--- Extracted material ---
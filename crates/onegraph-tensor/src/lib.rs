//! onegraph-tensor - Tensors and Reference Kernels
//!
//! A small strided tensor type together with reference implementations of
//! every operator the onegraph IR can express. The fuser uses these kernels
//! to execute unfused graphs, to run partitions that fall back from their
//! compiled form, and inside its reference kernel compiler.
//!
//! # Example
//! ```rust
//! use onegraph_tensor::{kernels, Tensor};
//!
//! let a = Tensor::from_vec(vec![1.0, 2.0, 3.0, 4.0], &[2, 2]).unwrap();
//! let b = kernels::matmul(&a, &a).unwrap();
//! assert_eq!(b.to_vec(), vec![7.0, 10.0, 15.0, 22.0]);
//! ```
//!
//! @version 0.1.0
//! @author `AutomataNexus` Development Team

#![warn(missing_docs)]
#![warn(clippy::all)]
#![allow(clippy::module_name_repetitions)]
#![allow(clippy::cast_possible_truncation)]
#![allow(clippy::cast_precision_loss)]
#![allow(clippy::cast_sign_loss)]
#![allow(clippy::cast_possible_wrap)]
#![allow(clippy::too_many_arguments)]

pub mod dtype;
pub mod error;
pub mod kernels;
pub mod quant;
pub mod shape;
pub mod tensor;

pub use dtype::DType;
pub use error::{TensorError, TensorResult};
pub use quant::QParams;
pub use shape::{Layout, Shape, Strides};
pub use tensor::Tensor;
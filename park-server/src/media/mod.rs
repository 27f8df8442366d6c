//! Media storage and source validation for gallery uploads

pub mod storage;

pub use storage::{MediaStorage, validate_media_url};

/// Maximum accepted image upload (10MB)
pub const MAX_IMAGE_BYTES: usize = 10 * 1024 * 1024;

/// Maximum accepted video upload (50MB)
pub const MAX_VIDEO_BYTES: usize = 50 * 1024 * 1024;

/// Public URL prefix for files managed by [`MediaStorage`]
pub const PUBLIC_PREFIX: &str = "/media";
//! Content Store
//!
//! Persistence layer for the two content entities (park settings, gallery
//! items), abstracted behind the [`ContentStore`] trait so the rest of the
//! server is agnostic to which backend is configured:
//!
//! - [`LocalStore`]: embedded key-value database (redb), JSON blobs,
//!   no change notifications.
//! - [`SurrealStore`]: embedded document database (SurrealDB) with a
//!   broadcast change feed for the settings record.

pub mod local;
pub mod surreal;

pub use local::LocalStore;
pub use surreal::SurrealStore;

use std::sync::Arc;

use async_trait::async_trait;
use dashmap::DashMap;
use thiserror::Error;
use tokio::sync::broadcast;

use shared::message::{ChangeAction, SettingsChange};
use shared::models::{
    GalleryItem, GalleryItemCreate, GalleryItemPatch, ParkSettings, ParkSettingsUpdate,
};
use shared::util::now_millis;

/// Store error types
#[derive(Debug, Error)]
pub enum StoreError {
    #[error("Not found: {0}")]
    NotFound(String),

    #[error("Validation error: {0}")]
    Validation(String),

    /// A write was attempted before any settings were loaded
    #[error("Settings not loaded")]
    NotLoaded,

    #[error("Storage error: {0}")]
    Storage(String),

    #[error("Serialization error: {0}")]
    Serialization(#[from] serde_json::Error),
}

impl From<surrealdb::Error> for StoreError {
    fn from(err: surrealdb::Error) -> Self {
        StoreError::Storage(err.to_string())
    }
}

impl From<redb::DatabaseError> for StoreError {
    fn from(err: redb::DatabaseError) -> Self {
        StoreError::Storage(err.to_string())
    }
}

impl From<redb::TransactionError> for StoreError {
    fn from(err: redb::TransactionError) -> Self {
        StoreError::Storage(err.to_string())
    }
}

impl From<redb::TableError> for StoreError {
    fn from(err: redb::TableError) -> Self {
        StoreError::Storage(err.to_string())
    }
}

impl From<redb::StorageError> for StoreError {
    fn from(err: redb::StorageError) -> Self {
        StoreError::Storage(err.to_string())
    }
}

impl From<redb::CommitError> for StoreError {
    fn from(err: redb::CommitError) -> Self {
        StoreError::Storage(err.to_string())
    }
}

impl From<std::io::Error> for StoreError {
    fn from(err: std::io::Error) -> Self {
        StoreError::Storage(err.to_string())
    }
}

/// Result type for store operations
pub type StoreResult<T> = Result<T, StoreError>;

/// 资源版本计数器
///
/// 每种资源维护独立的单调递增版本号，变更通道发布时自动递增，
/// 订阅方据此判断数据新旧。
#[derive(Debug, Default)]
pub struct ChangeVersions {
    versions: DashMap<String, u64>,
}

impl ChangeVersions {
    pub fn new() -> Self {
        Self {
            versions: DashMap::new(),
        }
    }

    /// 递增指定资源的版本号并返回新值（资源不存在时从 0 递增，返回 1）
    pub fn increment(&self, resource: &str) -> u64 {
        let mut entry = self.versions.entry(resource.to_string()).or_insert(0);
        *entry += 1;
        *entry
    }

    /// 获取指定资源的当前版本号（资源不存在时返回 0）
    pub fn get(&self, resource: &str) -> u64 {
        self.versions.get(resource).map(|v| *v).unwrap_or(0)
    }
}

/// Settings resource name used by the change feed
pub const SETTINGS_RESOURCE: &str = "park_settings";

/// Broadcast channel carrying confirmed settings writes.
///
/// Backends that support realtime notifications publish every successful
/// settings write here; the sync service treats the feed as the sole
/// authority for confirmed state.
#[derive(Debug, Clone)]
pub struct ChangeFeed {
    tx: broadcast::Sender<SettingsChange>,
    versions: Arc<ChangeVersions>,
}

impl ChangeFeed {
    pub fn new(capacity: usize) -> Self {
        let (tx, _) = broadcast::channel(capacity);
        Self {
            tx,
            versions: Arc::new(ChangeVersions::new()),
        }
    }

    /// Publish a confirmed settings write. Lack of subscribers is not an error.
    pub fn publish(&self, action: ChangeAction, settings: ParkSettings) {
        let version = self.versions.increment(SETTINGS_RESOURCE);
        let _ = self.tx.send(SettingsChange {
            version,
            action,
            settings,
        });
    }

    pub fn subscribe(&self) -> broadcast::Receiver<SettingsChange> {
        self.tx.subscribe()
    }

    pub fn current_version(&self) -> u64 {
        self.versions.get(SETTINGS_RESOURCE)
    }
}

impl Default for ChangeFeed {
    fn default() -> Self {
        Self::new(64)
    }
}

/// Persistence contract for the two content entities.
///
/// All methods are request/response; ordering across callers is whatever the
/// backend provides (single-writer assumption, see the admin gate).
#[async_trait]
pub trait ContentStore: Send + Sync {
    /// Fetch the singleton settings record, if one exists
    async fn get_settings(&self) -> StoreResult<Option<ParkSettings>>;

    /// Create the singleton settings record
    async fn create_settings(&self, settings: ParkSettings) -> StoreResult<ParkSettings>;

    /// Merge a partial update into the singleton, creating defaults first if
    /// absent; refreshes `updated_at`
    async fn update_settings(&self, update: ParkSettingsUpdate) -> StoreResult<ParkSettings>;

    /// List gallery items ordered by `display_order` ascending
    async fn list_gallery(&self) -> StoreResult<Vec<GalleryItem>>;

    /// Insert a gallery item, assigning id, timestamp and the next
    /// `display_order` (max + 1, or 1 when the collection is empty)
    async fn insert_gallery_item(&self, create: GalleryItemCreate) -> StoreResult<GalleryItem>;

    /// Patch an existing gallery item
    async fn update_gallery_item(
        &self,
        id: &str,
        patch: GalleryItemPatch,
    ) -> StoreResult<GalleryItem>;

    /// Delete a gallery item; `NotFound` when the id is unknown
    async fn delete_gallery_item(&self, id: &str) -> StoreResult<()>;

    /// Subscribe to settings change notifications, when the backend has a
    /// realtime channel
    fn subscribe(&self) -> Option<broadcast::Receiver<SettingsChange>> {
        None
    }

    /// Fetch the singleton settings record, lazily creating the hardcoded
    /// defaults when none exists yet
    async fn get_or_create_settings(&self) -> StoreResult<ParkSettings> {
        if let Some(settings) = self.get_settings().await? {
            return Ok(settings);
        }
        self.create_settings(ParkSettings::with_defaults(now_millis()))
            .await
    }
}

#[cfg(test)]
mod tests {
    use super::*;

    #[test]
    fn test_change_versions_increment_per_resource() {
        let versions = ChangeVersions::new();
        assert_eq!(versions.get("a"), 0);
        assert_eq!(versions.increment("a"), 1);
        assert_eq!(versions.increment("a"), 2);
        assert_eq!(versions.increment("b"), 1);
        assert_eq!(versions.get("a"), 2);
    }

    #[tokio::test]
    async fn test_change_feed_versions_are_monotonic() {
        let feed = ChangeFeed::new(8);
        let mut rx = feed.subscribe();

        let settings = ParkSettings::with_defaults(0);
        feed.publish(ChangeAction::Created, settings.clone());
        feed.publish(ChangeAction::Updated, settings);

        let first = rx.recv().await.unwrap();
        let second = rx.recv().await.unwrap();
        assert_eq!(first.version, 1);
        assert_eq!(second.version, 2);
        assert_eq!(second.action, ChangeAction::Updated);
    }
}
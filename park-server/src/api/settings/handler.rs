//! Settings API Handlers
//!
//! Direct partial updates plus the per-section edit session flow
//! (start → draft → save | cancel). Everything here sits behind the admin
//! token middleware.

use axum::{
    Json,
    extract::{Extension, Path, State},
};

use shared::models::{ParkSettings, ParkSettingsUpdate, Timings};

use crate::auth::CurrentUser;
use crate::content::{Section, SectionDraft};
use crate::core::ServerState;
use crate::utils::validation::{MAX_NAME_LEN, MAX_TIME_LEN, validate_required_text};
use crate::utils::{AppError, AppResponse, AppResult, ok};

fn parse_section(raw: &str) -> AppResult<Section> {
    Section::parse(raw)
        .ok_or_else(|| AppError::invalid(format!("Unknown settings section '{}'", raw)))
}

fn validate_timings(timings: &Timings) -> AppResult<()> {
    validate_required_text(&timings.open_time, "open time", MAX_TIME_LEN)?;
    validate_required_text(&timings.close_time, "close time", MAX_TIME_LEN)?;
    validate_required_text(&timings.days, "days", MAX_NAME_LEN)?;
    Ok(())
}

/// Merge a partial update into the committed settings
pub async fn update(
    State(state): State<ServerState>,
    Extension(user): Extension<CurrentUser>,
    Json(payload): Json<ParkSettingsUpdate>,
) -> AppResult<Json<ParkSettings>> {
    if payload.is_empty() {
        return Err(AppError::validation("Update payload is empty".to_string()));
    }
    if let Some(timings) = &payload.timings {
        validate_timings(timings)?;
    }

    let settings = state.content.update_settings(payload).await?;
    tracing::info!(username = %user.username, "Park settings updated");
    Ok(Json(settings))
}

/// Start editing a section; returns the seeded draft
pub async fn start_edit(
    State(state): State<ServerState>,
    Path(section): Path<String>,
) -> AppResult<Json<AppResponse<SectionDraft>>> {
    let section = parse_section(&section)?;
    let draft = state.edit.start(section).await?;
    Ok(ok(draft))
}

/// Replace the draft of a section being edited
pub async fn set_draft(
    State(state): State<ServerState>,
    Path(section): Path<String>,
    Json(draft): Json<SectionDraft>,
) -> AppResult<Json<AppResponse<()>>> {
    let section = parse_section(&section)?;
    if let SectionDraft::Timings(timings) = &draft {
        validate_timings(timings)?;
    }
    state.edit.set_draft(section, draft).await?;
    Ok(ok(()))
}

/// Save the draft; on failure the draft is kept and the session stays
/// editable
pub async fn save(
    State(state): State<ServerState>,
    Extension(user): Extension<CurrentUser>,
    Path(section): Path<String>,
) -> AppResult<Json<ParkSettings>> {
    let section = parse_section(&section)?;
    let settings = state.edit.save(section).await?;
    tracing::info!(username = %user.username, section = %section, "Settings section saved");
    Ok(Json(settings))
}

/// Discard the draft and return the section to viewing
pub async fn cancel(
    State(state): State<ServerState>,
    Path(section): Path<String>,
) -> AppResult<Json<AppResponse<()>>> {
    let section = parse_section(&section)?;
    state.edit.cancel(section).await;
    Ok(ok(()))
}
---
### [Exercise brief]
Find the string "AppResponse" in the listing and return every line that holds it.

### [Exercise result]
use crate::utils::{AppError, AppResponse, AppResult, ok};
) -> AppResult<Json<AppResponse<SectionDraft>>> {
) -> AppResult<Json<AppResponse<()>>> {
) -> AppResult<Json<AppResponse<()>>> {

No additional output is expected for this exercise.